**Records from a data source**
╭──

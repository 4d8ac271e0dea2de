//! Per-connection session state machine
//!
//! One [`Session`] owns the whole conversational loop for one connected
//! client: audio frames in, transcript/reply events and reply audio out.
//! The session task is the single owner of its utterance stream and any
//! in-flight adapter call; dropping the task (connection closed) cancels
//! everything, so a dead session can never deliver late events.

use std::time::Duration;

use tokio::sync::mpsc;
use uuid::Uuid;

use crate::adapters::{
    Adapters, ReplyGenerator as _, SpeechToText as _, TextToSpeech as _, UtteranceStream,
};
use crate::config::TimeoutConfig;
use crate::protocol::{NoReplyReason, ServerEvent};
use crate::{Error, Result};

/// Reply prefixes that mean the generator only mirrored the input back
///
/// Matches the rule-based fallback shapes some chat backends answer with
/// when they have nothing to say. Heuristic and tunable, not a guarantee.
const ECHO_PREFIXES: &[&str] = &["you said:", "i hear you"];

/// Pipeline position of one session
#[derive(Debug, Clone, Copy, PartialEq, Eq)]
pub enum SessionState {
    /// Ready for a new utterance
    Idle,
    /// Accepting audio frames
    Capturing,
    /// Stop received, awaiting the final transcript
    Finalizing,
    /// Awaiting the reply generator
    Thinking,
    /// Awaiting speech synthesis
    Synthesizing,
    /// Emitting reply audio chunks
    StreamingReply,
    /// Connection gone; terminal
    Closed,
}

/// Input delivered to a session by its transport
#[derive(Debug)]
pub enum SessionInput {
    /// One binary audio frame
    ///
    /// The first frame while idle doubles as the start signal.
    Frame(Vec<u8>),
    /// End of utterance
    Stop,
}

/// Output emitted by a session toward its transport
#[derive(Debug, Clone, PartialEq, Eq)]
pub enum Outbound {
    /// Structured text frame
    Event(ServerEvent),
    /// One reply audio chunk, to be forwarded as a binary frame
    Audio(Vec<u8>),
}

/// Server-side state for one connected client's conversational loop
pub struct Session {
    id: Uuid,
    state: SessionState,
    adapters: Adapters,
    timeouts: TimeoutConfig,
    utterance: Option<Box<dyn UtteranceStream>>,
    outbound: mpsc::Sender<Outbound>,
}

impl Session {
    #[must_use]
    pub fn new(
        adapters: Adapters,
        timeouts: TimeoutConfig,
        outbound: mpsc::Sender<Outbound>,
    ) -> Self {
        Self {
            id: Uuid::new_v4(),
            state: SessionState::Idle,
            adapters,
            timeouts,
            utterance: None,
            outbound,
        }
    }

    #[must_use]
    pub const fn id(&self) -> Uuid {
        self.id
    }

    /// Drive the session until its input channel closes
    ///
    /// Inputs are processed strictly in arrival order. The utterance
    /// pipeline (finalize → think → synthesize → stream) runs inline, so
    /// frames of the next utterance queue up behind it and never
    /// interleave with the previous reply.
    pub async fn run(mut self, mut input: mpsc::Receiver<SessionInput>) {
        tracing::debug!(session_id = %self.id, "session started");

        while let Some(msg) = input.recv().await {
            let progressed = match msg {
                SessionInput::Frame(frame) => self.on_frame(frame).await,
                SessionInput::Stop => self.on_stop().await,
            };
            if progressed.is_err() {
                // outbound side is gone; the connection is closing
                break;
            }
        }

        self.state = SessionState::Closed;
        tracing::debug!(session_id = %self.id, "session closed");
    }

    /// Handle one audio frame
    async fn on_frame(&mut self, frame: Vec<u8>) -> Result<()> {
        match self.state {
            SessionState::Idle => {
                let stream = match self.adapters.stt.start_utterance().await {
                    Ok(stream) => stream,
                    Err(e) => return self.fail_to_idle(&e).await,
                };
                self.utterance = Some(stream);
                self.state = SessionState::Capturing;
                tracing::debug!(session_id = %self.id, "capture started");
                self.feed(frame).await
            }
            SessionState::Capturing => self.feed(frame).await,
            _ => {
                tracing::trace!(session_id = %self.id, state = ?self.state, "frame dropped");
                Ok(())
            }
        }
    }

    /// Forward one frame to the utterance stream, relaying any partials
    async fn feed(&mut self, frame: Vec<u8>) -> Result<()> {
        let Some(stream) = self.utterance.as_mut() else {
            return Ok(());
        };

        match stream.feed(&frame).await {
            Ok(partials) => {
                for text in partials {
                    self.send(Outbound::Event(ServerEvent::Partial { text }))
                        .await?;
                }
                Ok(())
            }
            Err(e) => {
                self.utterance = None;
                self.fail_to_idle(&e).await
            }
        }
    }

    /// Handle a stop signal: finalize and run the reply pipeline
    ///
    /// A stop with no utterance in flight is ignored, which makes
    /// repeated stops harmless.
    async fn on_stop(&mut self) -> Result<()> {
        if self.state != SessionState::Capturing {
            tracing::debug!(session_id = %self.id, state = ?self.state, "stop ignored");
            return Ok(());
        }
        let Some(stream) = self.utterance.take() else {
            return Ok(());
        };

        // Even with zero partials, the adapter is always consulted for
        // exactly one final transcript.
        self.state = SessionState::Finalizing;
        let transcript = match self
            .bounded("final transcript", self.timeouts.finalize(), stream.finish())
            .await
        {
            Ok(text) => text,
            Err(e) => return self.fail_to_idle(&e).await,
        };

        if transcript.trim().is_empty() {
            tracing::info!(session_id = %self.id, "empty utterance");
            self.send(Outbound::Event(ServerEvent::NoReply {
                reason: NoReplyReason::NoSpeech,
            }))
            .await?;
            self.state = SessionState::Idle;
            return Ok(());
        }

        self.send(Outbound::Event(ServerEvent::Transcript {
            text: transcript.clone(),
        }))
        .await?;

        self.state = SessionState::Thinking;
        tracing::info!(session_id = %self.id, transcript = %transcript, "thinking");
        let reply = match self
            .bounded(
                "reply text",
                self.timeouts.reply(),
                self.adapters.reply.generate(&transcript),
            )
            .await
        {
            Ok(text) => text,
            Err(e) => return self.fail_to_idle(&e).await,
        };

        if reply.trim().is_empty() {
            self.send(Outbound::Event(ServerEvent::NoReply {
                reason: NoReplyReason::Empty,
            }))
            .await?;
            self.state = SessionState::Idle;
            return Ok(());
        }

        if is_echo(&transcript, &reply) {
            tracing::info!(session_id = %self.id, "reply suppressed as echo");
            self.send(Outbound::Event(ServerEvent::NoReply {
                reason: NoReplyReason::Echo,
            }))
            .await?;
            self.state = SessionState::Idle;
            return Ok(());
        }

        self.send(Outbound::Event(ServerEvent::Reply {
            text: reply.clone(),
        }))
        .await?;

        self.state = SessionState::Synthesizing;
        let chunks = match self
            .bounded(
                "reply audio",
                self.timeouts.synthesize(),
                self.adapters.tts.synthesize(&reply),
            )
            .await
        {
            Ok(chunks) => chunks,
            Err(e) => return self.fail_to_idle(&e).await,
        };

        self.state = SessionState::StreamingReply;
        for chunk in chunks {
            self.send(Outbound::Audio(chunk)).await?;
        }

        self.state = SessionState::Idle;
        tracing::debug!(session_id = %self.id, "utterance complete");
        Ok(())
    }

    /// Bound one adapter await by its configured deadline
    async fn bounded<T>(
        &self,
        stage: &'static str,
        deadline: Duration,
        fut: impl Future<Output = Result<T>>,
    ) -> Result<T> {
        match tokio::time::timeout(deadline, fut).await {
            Ok(result) => result,
            Err(_) => Err(Error::Timeout(stage)),
        }
    }

    /// Report an adapter failure and reset to idle
    ///
    /// Adapter failures never take down the process or other sessions;
    /// the client sees an error event and the session is reusable.
    async fn fail_to_idle(&mut self, err: &Error) -> Result<()> {
        tracing::warn!(session_id = %self.id, error = %err, "pipeline error, resetting");
        self.send(Outbound::Event(ServerEvent::Error {
            code: error_code(err).to_string(),
            message: err.to_string(),
        }))
        .await?;
        self.utterance = None;
        self.state = SessionState::Idle;
        Ok(())
    }

    async fn send(&self, out: Outbound) -> Result<()> {
        self.outbound
            .send(out)
            .await
            .map_err(|_| Error::SessionClosed)
    }
}

/// Stable error code for the wire protocol
fn error_code(err: &Error) -> &'static str {
    match err {
        Error::NotConfigured(_) => "not_configured",
        Error::Timeout(_) => "timeout",
        Error::Stt(_) => "stt_error",
        Error::Reply(_) => "reply_error",
        Error::Tts(_) => "tts_error",
        Error::Auth(_) => "unauthorized",
        _ => "internal_error",
    }
}

/// Collapse runs of whitespace and lowercase for comparison
fn normalize(text: &str) -> String {
    text.split_whitespace()
        .collect::<Vec<_>>()
        .join(" ")
        .to_lowercase()
}

/// Whether a reply merely echoes the transcript
fn is_echo(transcript: &str, reply: &str) -> bool {
    let reply = normalize(reply);
    if reply == normalize(transcript) {
        return true;
    }
    ECHO_PREFIXES.iter().any(|prefix| reply.starts_with(prefix))
}

/// Result of a single-shot conversational exchange
#[derive(Debug)]
pub struct ConverseOutcome {
    /// Final transcript (empty when no speech was recognized)
    pub transcript: String,
    /// Reply text, absent when the utterance yielded no genuine reply
    pub reply: Option<String>,
    /// Why no reply was produced, when one was not
    pub no_reply: Option<NoReplyReason>,
    /// Reply audio chunks in playback order
    pub audio: Vec<Vec<u8>>,
}

/// Run one Capturing→Idle pass through the state machine
///
/// Drives a real [`Session`] over channels, so the single-shot HTTP
/// surface exercises exactly the same pipeline as the streaming channel.
///
/// # Errors
///
/// Returns the underlying pipeline error when any stage fails.
pub async fn converse_once(
    adapters: Adapters,
    timeouts: TimeoutConfig,
    audio: Vec<u8>,
) -> Result<ConverseOutcome> {
    let (input_tx, input_rx) = mpsc::channel(4);
    let (outbound_tx, mut outbound_rx) = mpsc::channel(32);

    let session = Session::new(adapters, timeouts, outbound_tx);
    let task = tokio::spawn(session.run(input_rx));

    input_tx
        .send(SessionInput::Frame(audio))
        .await
        .map_err(|_| Error::SessionClosed)?;
    input_tx
        .send(SessionInput::Stop)
        .await
        .map_err(|_| Error::SessionClosed)?;
    drop(input_tx);

    let mut outcome = ConverseOutcome {
        transcript: String::new(),
        reply: None,
        no_reply: None,
        audio: Vec::new(),
    };

    while let Some(out) = outbound_rx.recv().await {
        match out {
            Outbound::Event(ServerEvent::Transcript { text }) => outcome.transcript = text,
            Outbound::Event(ServerEvent::Reply { text }) => outcome.reply = Some(text),
            Outbound::Event(ServerEvent::NoReply { reason }) => outcome.no_reply = Some(reason),
            Outbound::Event(ServerEvent::Error { code, message }) => {
                task.abort();
                return Err(error_from_code(&code, message));
            }
            Outbound::Event(_) => {}
            Outbound::Audio(chunk) => outcome.audio.push(chunk),
        }
    }

    let _ = task.await;
    Ok(outcome)
}

/// Rehydrate a wire error code into the matching error variant
fn error_from_code(code: &str, message: String) -> Error {
    match code {
        "not_configured" => Error::NotConfigured("reply generator"),
        "timeout" => Error::Timeout("pipeline stage"),
        "stt_error" => Error::Stt(message),
        "tts_error" => Error::Tts(message),
        _ => Error::Reply(message),
    }
}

╰──

**TASK REQUIREMENTS**
For the lines above, output exactly those from the line containing "by its transport" through the line containing "Structured text frame", and skip the others.

**EXERCISE OUTPUT**
/// Input delivered to a session by its transport
#[derive(Debug)]
pub enum SessionInput {
    /// One binary audio frame
    ///
    /// The first frame while idle doubles as the start signal.
    Frame(Vec<u8>),
    /// End of utterance
    Stop,
}

/// Output emitted by a session toward its transport
#[derive(Debug, Clone, PartialEq, Eq)]
pub enum Outbound {
    /// Structured text frame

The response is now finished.